_Your objective_
Given the records below, set each one down again exactly as it reads.

_Records_
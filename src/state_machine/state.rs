use std::fmt;

use chrono::{DateTime, Utc};
use serde_json::Value;

use super::job::JobStatus;

/// A requested lifecycle change for a job.
///
/// Each variant carries the data the transition writes onto the job record;
/// [`StateMachine::next`] only looks at the variant itself.
#[derive(Debug, Clone, PartialEq)]
pub enum Transition {
    /// A worker takes ownership of a pending job.
    Claim { worker: String },
    /// The workflow reached its terminal step.
    Complete { result: Value },
    /// The workflow failed and the retry policy scheduled another attempt.
    Retry { error: String, at: DateTime<Utc> },
    /// The workflow failed permanently.
    GiveUp { error: String },
    /// The processing lease expired before the worker wrote an outcome.
    Expire { error: String, give_up: bool },
}

impl Transition {
    pub fn name(&self) -> &'static str {
        match self {
            Transition::Claim { .. } => "claim",
            Transition::Complete { .. } => "complete",
            Transition::Retry { .. } => "retry",
            Transition::GiveUp { .. } => "give_up",
            Transition::Expire { .. } => "expire",
        }
    }
}

/// Rejected transition, e.g. completing a job that is still pending.
#[derive(Debug, Clone, PartialEq, Eq, thiserror::Error)]
#[error("invalid transition: cannot {transition} a {from} job")]
pub struct InvalidTransition {
    pub from: JobStatus,
    pub transition: &'static str,
}

/// The job lifecycle table.
///
/// ```text
/// Pending ──claim──▶ Processing ──complete──▶ Completed
///    ▲                  │  │
///    └──retry/expire────┘  └──give_up/expire──▶ Failed
/// ```
///
/// `Completed` and `Failed` are terminal.
pub struct StateMachine;

impl StateMachine {
    pub fn next(from: JobStatus, transition: &Transition) -> Result<JobStatus, InvalidTransition> {
        let to = match (from, transition) {
            (JobStatus::Pending, Transition::Claim { .. }) => JobStatus::Processing,
            (JobStatus::Processing, Transition::Complete { .. }) => JobStatus::Completed,
            (JobStatus::Processing, Transition::Retry { .. }) => JobStatus::Pending,
            (JobStatus::Processing, Transition::GiveUp { .. }) => JobStatus::Failed,
            (JobStatus::Processing, Transition::Expire { give_up, .. }) => {
                if *give_up {
                    JobStatus::Failed
                } else {
                    JobStatus::Pending
                }
            }
            _ => {
                return Err(InvalidTransition {
                    from,
                    transition: transition.name(),
                });
            }
        };
        Ok(to)
    }
}

impl fmt::Display for Transition {
    fn fmt(&self, f: &mut fmt::Formatter<'_>) -> fmt::Result {
        f.write_str(self.name())
    }
}
use std::sync::Arc;

use serde_json::Value;
use tracing::info;

use crate::error::EnqueueError;
use crate::state_machine::{Job, JobId, JobKind, JobOwner, NewJob};
use crate::store::JobStore;
use crate::workflow::WorkflowRegistry;

/// Entry point for callers that want work done asynchronously.
#[derive(Clone)]
pub struct JobQueue {
    store: Arc<dyn JobStore>,
    registry: Arc<WorkflowRegistry>,
}

impl JobQueue {
    pub fn new(store: Arc<dyn JobStore>, registry: Arc<WorkflowRegistry>) -> Self {
        Self { store, registry }
    }

    /// Create a pending job for the workflow named `kind`.
    pub async fn create_job(&self, kind: &str, input: Value, owner: JobOwner) -> Result<JobId, EnqueueError> {
        let kind: JobKind = kind
            .parse()
            .map_err(|_| EnqueueError::UnknownWorkflowType(kind.to_string()))?;
        let job = self.submit(NewJob::new(kind, input).with_owner(owner)).await?;
        Ok(job.id)
    }

    pub async fn submit(&self, new: NewJob) -> Result<Job, EnqueueError> {
        if !self.registry.contains(new.kind) {
            return Err(EnqueueError::UnknownWorkflowType(new.kind.to_string()));
        }
        if !new.input.is_object() {
            return Err(EnqueueError::InvalidInput("input must be a JSON object".into()));
        }
        let job = self.store.create(new).await?;
        info!(job_id = %job.id, kind = %job.kind, user = ?job.owner.user_id, "job enqueued");
        Ok(job)
    }
}
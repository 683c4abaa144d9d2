//! Durable job records.
//!
//! [`JobStore`] is the only component that mutates job status. Every write
//! after a claim is fenced by the attempt number the claim returned, so a
//! worker whose lease was swept cannot overwrite a newer execution.

mod memory;
mod sqlite;

use std::collections::BTreeMap;

use async_trait::async_trait;
use chrono::{DateTime, Utc};
use serde::Serialize;
use serde_json::Value;

use crate::error::StoreError;
use crate::state_machine::{Job, JobId, NewJob};

pub use memory::InMemoryJobStore;
pub use sqlite::{SqliteJobStore, open_pool};

/// Error message recorded on jobs returned to the queue by the sweep.
pub const LEASE_EXPIRED: &str = "processing lease expired";

#[async_trait]
pub trait JobStore: Send + Sync {
    /// Persist a new pending job with zero attempts.
    async fn create(&self, new: NewJob) -> Result<Job, StoreError>;

    /// Atomically claim the oldest due pending job for `worker`.
    ///
    /// Returns `None` when nothing is eligible. Two concurrent callers never
    /// receive the same job.
    async fn claim_next(&self, worker: &str, now: DateTime<Utc>) -> Result<Option<Job>, StoreError>;

    /// Store the result of the execution identified by `(id, attempt)`.
    async fn complete(&self, id: JobId, attempt: u32, result: Value) -> Result<Job, StoreError>;

    /// Record a failed execution. `retry_at` returns the job to pending,
    /// `None` fails it permanently.
    async fn fail(
        &self,
        id: JobId,
        attempt: u32,
        error: &str,
        retry_at: Option<DateTime<Utc>>,
    ) -> Result<Job, StoreError>;

    async fn get(&self, id: JobId) -> Result<Job, StoreError>;

    /// Return processing jobs claimed at or before `cutoff` to the queue.
    ///
    /// The attempt count is incremented; a job that reaches `max_attempts`
    /// this way is failed instead of requeued. Returns the swept jobs.
    async fn reclaim_stale(
        &self,
        cutoff: DateTime<Utc>,
        max_attempts: u32,
        now: DateTime<Utc>,
    ) -> Result<Vec<Job>, StoreError>;

    /// Aggregate counts for the monitoring surface.
    async fn metrics(&self, since: DateTime<Utc>, now: DateTime<Utc>) -> Result<QueueMetrics, StoreError>;
}

/// Queue health snapshot. Completed and failed counts, latency and the
/// per-kind breakdown cover the trailing window starting at `since`; the
/// other counts describe the queue as it is now.
#[derive(Debug, Clone, Default, PartialEq, Serialize)]
pub struct QueueMetrics {
    pub since: Option<DateTime<Utc>>,
    pub pending: u64,
    /// Pending jobs still waiting out a retry delay.
    pub scheduled: u64,
    pub processing: u64,
    pub completed: u64,
    pub failed: u64,
    pub by_kind: BTreeMap<String, u64>,
    pub avg_completion_secs: Option<f64>,
    pub active_workers: u64,
}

_Task answer_
filename src/state_machine/state.rs
use std::fmt;

use chrono::{DateTime, Utc};
use serde_json::Value;

use super::job::JobStatus;

/// A requested lifecycle change for a job.
///
/// Each variant carries the data the transition writes onto the job record;
/// [`StateMachine::next`] only looks at the variant itself.
#[derive(Debug, Clone, PartialEq)]
pub enum Transition {
    /// A worker takes ownership of a pending job.
    Claim { worker: String },
    /// The workflow reached its terminal step.
    Complete { result: Value },
    /// The workflow failed and the retry policy scheduled another attempt.
    Retry { error: String, at: DateTime<Utc> },
    /// The workflow failed permanently.
    GiveUp { error: String },
    /// The processing lease expired before the worker wrote an outcome.
    Expire { error: String, give_up: bool },
}

impl Transition {
    pub fn name(&self) -> &'static str {
        match self {
            Transition::Claim { .. } => "claim",
            Transition::Complete { .. } => "complete",
            Transition::Retry { .. } => "retry",
            Transition::GiveUp { .. } => "give_up",
            Transition::Expire { .. } => "expire",
        }
    }
}

/// Rejected transition, e.g. completing a job that is still pending.
#[derive(Debug, Clone, PartialEq, Eq, thiserror::Error)]
#[error("invalid transition: cannot {transition} a {from} job")]
pub struct InvalidTransition {
    pub from: JobStatus,
    pub transition: &'static str,
}

/// The job lifecycle table.
///
/// ```text
/// Pending ──claim──▶ Processing ──complete──▶ Completed
///    ▲                  │  │
///    └──retry/expire────┘  └──give_up/expire──▶ Failed
/// ```
///
/// `Completed` and `Failed` are terminal.
pub struct StateMachine;

impl StateMachine {
    pub fn next(from: JobStatus, transition: &Transition) -> Result<JobStatus, InvalidTransition> {
        let to = match (from, transition) {
            (JobStatus::Pending, Transition::Claim { .. }) => JobStatus::Processing,
            (JobStatus::Processing, Transition::Complete { .. }) => JobStatus::Completed,
            (JobStatus::Processing, Transition::Retry { .. }) => JobStatus::Pending,
            (JobStatus::Processing, Transition::GiveUp { .. }) => JobStatus::Failed,
            (JobStatus::Processing, Transition::Expire { give_up, .. }) => {
                if *give_up {
                    JobStatus::Failed
                } else {
                    JobStatus::Pending
                }
            }
            _ => {
                return Err(InvalidTransition {
                    from,
                    transition: transition.name(),
                });
            }
        };
        Ok(to)
    }
}

impl fmt::Display for Transition {
    fn fmt(&self, f: &mut fmt::Formatter<'_>) -> fmt::Result {
        f.write_str(self.name())
    }
}
use std::sync::Arc;

use serde_json::Value;
use tracing::info;

use crate::error::EnqueueError;
use crate::state_machine::{Job, JobId, JobKind, JobOwner, NewJob};
use crate::store::JobStore;
use crate::workflow::WorkflowRegistry;

/// Entry point for callers that want work done asynchronously.
#[derive(Clone)]
pub struct JobQueue {
    store: Arc<dyn JobStore>,
    registry: Arc<WorkflowRegistry>,
}

impl JobQueue {
    pub fn new(store: Arc<dyn JobStore>, registry: Arc<WorkflowRegistry>) -> Self {
        Self { store, registry }
    }

    /// Create a pending job for the workflow named `kind`.
    pub async fn create_job(&self, kind: &str, input: Value, owner: JobOwner) -> Result<JobId, EnqueueError> {
        let kind: JobKind = kind
            .parse()
            .map_err(|_| EnqueueError::UnknownWorkflowType(kind.to_string()))?;
        let job = self.submit(NewJob::new(kind, input).with_owner(owner)).await?;
        Ok(job.id)
    }

    pub async fn submit(&self, new: NewJob) -> Result<Job, EnqueueError> {
        if !self.registry.contains(new.kind) {
            return Err(EnqueueError::UnknownWorkflowType(new.kind.to_string()));
        }
        if !new.input.is_object() {
            return Err(EnqueueError::InvalidInput("input must be a JSON object".into()));
        }
        let job = self.store.create(new).await?;
        info!(job_id = %job.id, kind = %job.kind, user = ?job.owner.user_id, "job enqueued");
        Ok(job)
    }
}
repository 683c4abaa144d9d2
//! Durable job records.
//!
//! [`JobStore`] is the only component that mutates job status. Every write
//! after a claim is fenced by the attempt number the claim returned, so a
//! worker whose lease was swept cannot overwrite a newer execution.

mod memory;
mod sqlite;

use std::collections::BTreeMap;

use async_trait::async_trait;
use chrono::{DateTime, Utc};
use serde::Serialize;
use serde_json::Value;

use crate::error::StoreError;
use crate::state_machine::{Job, JobId, NewJob};

pub use memory::InMemoryJobStore;
pub use sqlite::{SqliteJobStore, open_pool};

/// Error message recorded on jobs returned to the queue by the sweep.
pub const LEASE_EXPIRED: &str = "processing lease expired";

#[async_trait]
pub trait JobStore: Send + Sync {
    /// Persist a new pending job with zero attempts.
    async fn create(&self, new: NewJob) -> Result<Job, StoreError>;

    /// Atomically claim the oldest due pending job for `worker`.
    ///
    /// Returns `None` when nothing is eligible. Two concurrent callers never
    /// receive the same job.
    async fn claim_next(&self, worker: &str, now: DateTime<Utc>) -> Result<Option<Job>, StoreError>;

    /// Store the result of the execution identified by `(id, attempt)`.
    async fn complete(&self, id: JobId, attempt: u32, result: Value) -> Result<Job, StoreError>;

    /// Record a failed execution. `retry_at` returns the job to pending,
    /// `None` fails it permanently.
    async fn fail(
        &self,
        id: JobId,
        attempt: u32,
        error: &str,
        retry_at: Option<DateTime<Utc>>,
    ) -> Result<Job, StoreError>;

    async fn get(&self, id: JobId) -> Result<Job, StoreError>;

    /// Return processing jobs claimed at or before `cutoff` to the queue.
    ///
    /// The attempt count is incremented; a job that reaches `max_attempts`
    /// this way is failed instead of requeued. Returns the swept jobs.
    async fn reclaim_stale(
        &self,
        cutoff: DateTime<Utc>,
        max_attempts: u32,
        now: DateTime<Utc>,
    ) -> Result<Vec<Job>, StoreError>;

    /// Aggregate counts for the monitoring surface.
    async fn metrics(&self, since: DateTime<Utc>, now: DateTime<Utc>) -> Result<QueueMetrics, StoreError>;
}

/// Queue health snapshot. Completed and failed counts, latency and the
/// per-kind breakdown cover the trailing window starting at `since`; the
/// other counts describe the queue as it is now.
#[derive(Debug, Clone, Default, PartialEq, Serialize)]
pub struct QueueMetrics {
    pub since: Option<DateTime<Utc>>,
    pub pending: u64,
    /// Pending jobs still waiting out a retry delay.
    pub scheduled: u64,
    pub processing: u64,
    pub completed: u64,
    pub failed: u64,
    pub by_kind: BTreeMap<String, u64>,
    pub avg_completion_secs: Option<f64>,
    pub active_workers: u64,
}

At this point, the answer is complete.